What you have to do:
Where does the word "demand" appear in the entries below? Copy each line that holds it.

Collected data entries:
+ + +
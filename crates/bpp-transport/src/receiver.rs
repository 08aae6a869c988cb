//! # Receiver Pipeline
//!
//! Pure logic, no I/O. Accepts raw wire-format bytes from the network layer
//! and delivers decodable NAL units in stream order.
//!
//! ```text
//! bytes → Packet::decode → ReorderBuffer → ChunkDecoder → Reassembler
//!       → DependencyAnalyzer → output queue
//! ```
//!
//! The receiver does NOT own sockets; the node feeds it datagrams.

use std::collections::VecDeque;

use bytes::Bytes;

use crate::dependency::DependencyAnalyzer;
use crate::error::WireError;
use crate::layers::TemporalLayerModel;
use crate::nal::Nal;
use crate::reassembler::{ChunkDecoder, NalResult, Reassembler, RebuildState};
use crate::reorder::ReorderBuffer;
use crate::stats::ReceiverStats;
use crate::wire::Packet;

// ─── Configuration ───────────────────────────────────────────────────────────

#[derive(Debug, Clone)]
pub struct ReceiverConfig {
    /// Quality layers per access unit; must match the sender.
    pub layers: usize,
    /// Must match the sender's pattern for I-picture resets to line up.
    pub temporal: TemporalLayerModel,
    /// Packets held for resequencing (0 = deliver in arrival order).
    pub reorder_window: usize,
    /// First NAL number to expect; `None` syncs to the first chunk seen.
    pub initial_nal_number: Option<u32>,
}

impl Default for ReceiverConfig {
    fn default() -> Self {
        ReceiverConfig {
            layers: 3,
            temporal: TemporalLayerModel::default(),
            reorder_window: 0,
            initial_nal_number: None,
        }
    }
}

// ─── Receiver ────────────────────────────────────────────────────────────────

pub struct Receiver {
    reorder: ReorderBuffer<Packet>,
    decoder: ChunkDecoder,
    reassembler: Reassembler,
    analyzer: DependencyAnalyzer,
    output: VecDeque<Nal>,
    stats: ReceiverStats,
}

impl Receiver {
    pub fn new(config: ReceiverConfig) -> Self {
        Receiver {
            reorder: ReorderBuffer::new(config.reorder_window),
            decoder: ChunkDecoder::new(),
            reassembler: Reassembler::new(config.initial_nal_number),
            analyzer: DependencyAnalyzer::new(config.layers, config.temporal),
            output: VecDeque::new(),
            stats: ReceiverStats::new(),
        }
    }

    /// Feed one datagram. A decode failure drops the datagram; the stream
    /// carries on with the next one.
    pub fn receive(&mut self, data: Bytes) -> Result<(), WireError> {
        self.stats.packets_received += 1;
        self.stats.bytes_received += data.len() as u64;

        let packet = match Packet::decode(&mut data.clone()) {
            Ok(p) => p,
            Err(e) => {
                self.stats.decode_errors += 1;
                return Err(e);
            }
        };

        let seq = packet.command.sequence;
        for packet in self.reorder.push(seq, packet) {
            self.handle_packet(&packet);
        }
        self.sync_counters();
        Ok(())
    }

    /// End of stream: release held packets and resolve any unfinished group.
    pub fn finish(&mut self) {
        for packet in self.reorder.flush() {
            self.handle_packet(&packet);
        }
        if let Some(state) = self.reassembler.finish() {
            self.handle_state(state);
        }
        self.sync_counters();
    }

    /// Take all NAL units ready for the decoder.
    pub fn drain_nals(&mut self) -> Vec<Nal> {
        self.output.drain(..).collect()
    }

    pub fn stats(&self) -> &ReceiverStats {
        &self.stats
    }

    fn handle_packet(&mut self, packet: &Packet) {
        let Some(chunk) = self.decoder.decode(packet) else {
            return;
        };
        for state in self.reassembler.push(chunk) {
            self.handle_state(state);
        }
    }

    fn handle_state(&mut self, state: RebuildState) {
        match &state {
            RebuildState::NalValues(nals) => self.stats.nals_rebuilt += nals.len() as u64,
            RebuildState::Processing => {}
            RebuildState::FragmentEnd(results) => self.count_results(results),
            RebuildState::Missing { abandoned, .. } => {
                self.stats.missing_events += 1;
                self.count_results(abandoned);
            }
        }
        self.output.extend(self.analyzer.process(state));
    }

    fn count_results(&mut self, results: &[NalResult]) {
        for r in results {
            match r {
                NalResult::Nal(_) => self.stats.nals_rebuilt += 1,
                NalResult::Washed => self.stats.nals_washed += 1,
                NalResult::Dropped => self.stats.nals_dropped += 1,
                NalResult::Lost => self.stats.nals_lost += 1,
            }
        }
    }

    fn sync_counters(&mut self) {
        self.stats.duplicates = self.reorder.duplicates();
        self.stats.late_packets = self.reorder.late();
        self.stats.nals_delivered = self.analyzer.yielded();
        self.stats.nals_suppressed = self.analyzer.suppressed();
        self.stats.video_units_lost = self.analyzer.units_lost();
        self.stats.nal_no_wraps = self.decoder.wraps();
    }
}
+ + +
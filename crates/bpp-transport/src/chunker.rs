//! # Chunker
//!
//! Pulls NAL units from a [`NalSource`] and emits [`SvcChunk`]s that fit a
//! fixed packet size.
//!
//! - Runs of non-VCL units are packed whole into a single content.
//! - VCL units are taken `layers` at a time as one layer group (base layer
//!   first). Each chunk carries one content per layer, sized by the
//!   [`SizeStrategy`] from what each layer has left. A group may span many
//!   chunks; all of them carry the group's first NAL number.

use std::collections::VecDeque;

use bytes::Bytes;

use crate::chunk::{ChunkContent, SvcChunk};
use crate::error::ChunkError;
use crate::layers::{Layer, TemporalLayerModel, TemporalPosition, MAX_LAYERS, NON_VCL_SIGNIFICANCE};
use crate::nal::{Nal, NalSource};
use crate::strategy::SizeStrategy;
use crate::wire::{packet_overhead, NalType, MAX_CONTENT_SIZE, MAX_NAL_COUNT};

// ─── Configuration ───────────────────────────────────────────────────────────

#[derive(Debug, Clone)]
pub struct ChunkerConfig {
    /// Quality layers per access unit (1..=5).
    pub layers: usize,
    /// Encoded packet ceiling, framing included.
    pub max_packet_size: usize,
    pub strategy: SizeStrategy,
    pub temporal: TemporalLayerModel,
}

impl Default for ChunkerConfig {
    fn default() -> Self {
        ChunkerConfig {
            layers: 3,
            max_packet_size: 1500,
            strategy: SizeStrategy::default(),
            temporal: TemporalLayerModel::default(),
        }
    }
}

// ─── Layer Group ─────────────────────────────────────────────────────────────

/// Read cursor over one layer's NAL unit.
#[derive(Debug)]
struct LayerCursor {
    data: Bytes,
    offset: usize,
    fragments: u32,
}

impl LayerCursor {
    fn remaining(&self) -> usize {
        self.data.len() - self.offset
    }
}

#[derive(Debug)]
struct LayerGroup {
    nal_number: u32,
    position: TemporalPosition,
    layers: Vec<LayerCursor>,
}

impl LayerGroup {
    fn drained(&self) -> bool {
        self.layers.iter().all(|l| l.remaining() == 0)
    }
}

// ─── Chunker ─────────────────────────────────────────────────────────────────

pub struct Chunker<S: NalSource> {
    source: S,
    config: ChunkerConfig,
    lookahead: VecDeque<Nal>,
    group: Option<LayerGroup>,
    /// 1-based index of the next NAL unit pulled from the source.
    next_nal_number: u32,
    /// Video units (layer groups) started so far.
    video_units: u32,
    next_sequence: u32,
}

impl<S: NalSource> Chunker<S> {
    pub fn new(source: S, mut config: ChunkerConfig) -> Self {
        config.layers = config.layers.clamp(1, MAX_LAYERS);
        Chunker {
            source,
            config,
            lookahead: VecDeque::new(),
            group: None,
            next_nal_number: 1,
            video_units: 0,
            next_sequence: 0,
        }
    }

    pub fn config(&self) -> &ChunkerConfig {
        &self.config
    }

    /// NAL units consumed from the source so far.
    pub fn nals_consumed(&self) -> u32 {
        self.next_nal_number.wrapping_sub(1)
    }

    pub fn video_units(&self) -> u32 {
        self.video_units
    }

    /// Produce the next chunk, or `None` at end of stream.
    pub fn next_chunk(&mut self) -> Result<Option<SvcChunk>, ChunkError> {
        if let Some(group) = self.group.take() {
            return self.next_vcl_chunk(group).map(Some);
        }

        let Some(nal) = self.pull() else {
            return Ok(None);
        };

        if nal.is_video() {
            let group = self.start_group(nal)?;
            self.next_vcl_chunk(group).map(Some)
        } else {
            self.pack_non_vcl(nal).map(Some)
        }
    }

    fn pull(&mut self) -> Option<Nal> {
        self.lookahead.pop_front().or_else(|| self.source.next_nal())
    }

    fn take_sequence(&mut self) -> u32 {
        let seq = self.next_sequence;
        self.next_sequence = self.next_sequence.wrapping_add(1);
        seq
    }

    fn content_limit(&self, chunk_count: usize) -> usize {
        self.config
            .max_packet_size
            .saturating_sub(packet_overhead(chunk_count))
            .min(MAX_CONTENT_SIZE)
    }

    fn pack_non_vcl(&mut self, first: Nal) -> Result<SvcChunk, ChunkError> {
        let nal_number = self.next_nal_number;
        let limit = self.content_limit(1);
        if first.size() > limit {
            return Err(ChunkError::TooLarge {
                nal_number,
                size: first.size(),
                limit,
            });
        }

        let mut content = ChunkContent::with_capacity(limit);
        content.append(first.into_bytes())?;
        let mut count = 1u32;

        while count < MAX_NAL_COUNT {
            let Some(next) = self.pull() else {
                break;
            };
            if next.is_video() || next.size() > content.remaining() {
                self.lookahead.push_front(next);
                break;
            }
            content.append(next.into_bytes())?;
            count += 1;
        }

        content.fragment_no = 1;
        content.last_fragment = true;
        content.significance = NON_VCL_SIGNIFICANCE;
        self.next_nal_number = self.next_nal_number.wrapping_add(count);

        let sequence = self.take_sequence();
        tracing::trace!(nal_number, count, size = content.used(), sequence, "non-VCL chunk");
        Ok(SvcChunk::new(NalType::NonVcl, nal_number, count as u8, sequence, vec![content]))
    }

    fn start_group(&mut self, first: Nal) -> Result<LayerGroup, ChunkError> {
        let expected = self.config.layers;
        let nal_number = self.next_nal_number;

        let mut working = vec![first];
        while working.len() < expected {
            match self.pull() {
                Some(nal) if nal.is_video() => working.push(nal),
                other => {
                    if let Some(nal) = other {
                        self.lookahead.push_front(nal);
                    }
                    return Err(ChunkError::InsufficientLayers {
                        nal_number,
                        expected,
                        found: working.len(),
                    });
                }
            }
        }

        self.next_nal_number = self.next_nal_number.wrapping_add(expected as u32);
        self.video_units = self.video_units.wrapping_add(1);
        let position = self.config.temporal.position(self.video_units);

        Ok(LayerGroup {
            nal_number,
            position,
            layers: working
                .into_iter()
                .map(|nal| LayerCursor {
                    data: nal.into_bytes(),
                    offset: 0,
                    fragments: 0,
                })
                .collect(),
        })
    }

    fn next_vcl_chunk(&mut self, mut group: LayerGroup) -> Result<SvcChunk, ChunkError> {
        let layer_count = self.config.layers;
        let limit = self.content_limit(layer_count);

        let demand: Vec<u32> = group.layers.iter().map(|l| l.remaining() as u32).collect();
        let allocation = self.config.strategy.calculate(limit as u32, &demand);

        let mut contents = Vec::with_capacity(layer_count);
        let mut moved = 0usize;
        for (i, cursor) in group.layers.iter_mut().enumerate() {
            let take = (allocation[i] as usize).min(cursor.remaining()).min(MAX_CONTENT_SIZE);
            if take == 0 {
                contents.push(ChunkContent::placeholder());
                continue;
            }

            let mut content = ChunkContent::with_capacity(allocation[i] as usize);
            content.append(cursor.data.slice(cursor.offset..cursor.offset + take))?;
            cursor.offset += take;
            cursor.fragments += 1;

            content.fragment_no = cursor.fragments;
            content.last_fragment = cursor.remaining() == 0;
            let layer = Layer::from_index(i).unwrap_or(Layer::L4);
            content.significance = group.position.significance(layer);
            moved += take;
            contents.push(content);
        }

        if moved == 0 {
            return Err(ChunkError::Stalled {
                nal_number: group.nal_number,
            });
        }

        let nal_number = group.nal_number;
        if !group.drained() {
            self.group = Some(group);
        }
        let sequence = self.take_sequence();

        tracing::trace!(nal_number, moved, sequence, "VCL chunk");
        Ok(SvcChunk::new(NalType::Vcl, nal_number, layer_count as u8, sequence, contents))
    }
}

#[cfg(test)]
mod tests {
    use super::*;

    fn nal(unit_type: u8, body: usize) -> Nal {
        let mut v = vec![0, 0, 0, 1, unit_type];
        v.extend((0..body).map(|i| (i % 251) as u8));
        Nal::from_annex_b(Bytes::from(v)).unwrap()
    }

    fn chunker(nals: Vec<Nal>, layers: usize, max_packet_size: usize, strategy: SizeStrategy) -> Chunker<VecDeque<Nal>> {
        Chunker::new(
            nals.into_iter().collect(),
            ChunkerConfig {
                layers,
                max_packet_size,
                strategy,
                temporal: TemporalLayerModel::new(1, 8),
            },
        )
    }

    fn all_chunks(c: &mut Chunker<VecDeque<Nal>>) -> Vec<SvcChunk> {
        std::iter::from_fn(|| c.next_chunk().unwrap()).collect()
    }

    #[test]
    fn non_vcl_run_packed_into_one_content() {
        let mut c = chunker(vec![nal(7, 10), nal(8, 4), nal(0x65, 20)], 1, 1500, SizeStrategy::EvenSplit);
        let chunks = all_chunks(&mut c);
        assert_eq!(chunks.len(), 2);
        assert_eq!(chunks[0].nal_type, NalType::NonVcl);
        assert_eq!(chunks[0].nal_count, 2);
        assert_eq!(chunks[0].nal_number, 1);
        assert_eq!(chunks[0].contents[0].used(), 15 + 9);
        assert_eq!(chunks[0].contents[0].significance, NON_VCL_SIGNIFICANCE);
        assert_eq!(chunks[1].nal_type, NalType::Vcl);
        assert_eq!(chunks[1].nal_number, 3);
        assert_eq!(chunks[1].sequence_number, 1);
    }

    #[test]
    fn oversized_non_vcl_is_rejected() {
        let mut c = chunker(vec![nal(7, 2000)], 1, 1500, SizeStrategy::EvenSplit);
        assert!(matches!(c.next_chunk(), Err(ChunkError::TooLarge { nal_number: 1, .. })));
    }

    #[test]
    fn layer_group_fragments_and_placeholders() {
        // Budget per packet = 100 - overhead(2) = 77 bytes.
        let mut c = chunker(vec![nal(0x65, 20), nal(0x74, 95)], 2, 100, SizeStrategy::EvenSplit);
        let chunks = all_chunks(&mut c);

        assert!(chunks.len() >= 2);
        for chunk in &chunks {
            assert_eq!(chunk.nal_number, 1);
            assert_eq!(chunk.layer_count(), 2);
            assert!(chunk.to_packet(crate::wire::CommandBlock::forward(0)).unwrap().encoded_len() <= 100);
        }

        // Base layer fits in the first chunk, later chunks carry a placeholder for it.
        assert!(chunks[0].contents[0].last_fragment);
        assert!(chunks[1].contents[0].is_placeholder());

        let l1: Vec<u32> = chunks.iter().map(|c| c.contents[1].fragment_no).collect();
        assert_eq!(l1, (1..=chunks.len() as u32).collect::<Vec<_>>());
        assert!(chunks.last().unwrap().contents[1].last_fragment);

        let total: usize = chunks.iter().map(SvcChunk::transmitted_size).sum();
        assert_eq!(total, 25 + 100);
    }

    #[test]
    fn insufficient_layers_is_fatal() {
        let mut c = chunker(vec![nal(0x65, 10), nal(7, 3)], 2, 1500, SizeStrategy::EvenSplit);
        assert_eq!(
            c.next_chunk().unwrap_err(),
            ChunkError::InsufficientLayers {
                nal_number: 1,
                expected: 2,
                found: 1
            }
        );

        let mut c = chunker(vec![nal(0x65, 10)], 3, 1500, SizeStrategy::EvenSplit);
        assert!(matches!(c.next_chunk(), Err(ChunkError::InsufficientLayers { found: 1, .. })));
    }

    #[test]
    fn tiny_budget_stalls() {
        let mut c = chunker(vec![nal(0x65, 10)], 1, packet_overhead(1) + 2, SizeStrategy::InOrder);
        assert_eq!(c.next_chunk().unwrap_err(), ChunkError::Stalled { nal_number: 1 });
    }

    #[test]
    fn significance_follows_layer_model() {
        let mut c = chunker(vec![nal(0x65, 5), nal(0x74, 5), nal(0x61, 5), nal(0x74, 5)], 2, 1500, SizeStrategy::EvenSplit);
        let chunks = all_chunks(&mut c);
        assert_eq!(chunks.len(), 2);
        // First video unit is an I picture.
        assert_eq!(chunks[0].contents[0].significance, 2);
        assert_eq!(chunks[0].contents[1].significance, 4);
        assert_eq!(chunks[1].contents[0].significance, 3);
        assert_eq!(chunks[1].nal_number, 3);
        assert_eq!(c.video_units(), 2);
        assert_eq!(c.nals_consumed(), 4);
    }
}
+ + +
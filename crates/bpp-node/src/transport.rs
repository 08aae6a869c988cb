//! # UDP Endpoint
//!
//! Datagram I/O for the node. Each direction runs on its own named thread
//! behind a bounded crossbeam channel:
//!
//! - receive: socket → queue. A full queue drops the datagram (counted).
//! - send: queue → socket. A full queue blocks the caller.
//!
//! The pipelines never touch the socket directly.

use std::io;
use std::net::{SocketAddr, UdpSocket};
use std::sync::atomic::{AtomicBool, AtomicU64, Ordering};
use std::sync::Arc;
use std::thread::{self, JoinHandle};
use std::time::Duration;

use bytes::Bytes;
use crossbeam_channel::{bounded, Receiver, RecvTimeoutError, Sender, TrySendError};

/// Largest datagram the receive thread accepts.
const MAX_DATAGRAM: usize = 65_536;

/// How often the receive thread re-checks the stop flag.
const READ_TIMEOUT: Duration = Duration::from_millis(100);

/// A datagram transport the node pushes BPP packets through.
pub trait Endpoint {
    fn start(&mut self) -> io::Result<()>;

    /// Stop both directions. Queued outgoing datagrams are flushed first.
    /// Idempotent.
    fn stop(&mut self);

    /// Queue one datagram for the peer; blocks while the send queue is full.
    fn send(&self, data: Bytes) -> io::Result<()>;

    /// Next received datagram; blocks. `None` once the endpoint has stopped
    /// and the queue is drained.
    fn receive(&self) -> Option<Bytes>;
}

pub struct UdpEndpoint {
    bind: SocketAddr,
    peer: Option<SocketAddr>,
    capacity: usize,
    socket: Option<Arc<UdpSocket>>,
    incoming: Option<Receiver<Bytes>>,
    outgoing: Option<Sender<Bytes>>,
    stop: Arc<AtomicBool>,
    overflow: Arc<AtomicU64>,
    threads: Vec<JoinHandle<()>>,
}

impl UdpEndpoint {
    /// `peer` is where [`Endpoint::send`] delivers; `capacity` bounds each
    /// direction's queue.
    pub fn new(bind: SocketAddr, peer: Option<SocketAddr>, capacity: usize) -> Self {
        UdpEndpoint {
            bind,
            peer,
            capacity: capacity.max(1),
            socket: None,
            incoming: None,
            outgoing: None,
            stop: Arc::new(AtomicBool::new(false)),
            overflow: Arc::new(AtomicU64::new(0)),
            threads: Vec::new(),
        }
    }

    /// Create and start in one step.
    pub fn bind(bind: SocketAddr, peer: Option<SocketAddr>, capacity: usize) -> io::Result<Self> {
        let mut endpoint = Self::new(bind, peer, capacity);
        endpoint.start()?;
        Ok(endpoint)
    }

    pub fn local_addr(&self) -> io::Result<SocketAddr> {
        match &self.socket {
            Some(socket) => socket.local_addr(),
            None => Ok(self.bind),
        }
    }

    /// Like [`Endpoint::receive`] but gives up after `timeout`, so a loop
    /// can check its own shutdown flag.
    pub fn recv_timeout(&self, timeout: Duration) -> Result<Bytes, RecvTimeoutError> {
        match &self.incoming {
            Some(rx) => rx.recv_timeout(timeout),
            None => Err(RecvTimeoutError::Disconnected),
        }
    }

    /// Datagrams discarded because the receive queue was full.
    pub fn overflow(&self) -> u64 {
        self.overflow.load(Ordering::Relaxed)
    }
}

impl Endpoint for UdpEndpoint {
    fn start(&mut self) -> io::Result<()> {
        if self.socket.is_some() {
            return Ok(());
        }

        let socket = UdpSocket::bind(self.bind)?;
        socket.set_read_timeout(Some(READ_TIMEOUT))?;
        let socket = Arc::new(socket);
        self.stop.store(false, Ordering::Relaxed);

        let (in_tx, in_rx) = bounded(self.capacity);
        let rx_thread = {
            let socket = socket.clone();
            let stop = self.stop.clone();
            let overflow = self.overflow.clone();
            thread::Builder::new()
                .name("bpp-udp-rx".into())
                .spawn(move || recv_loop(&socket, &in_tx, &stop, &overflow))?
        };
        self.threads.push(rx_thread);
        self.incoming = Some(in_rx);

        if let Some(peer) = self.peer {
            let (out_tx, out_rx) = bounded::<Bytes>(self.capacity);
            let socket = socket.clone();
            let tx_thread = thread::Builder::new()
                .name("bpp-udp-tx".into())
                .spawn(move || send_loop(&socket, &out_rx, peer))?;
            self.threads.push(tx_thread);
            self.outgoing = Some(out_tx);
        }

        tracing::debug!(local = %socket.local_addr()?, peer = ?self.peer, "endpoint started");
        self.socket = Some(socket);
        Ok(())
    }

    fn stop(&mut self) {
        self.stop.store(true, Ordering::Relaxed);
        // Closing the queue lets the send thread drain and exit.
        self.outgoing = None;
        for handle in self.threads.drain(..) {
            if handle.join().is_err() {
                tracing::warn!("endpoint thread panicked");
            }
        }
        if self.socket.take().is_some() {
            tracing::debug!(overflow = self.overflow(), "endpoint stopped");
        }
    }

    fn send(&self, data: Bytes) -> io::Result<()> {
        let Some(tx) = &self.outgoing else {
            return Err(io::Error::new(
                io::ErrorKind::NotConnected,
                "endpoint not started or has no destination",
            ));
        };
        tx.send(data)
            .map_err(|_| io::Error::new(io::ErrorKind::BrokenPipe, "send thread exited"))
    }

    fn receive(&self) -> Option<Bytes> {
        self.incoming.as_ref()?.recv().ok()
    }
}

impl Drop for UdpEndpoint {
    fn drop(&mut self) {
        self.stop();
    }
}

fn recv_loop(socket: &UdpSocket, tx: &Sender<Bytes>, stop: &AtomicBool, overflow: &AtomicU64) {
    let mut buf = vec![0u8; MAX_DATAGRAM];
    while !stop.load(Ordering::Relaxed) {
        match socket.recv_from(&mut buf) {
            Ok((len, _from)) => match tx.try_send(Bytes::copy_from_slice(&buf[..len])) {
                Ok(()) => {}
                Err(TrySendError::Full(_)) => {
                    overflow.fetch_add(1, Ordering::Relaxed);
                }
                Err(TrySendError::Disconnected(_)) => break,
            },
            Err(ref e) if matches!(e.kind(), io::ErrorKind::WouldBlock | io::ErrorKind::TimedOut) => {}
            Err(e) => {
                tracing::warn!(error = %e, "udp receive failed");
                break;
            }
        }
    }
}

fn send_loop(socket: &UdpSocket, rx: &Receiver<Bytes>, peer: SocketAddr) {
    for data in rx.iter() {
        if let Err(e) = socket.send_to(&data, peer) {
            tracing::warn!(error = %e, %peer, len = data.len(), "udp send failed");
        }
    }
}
+ + +
Task result:
        let demand: Vec<u32> = group.layers.iter().map(|l| l.remaining() as u32).collect();
        let allocation = self.config.strategy.calculate(limit as u32, &demand);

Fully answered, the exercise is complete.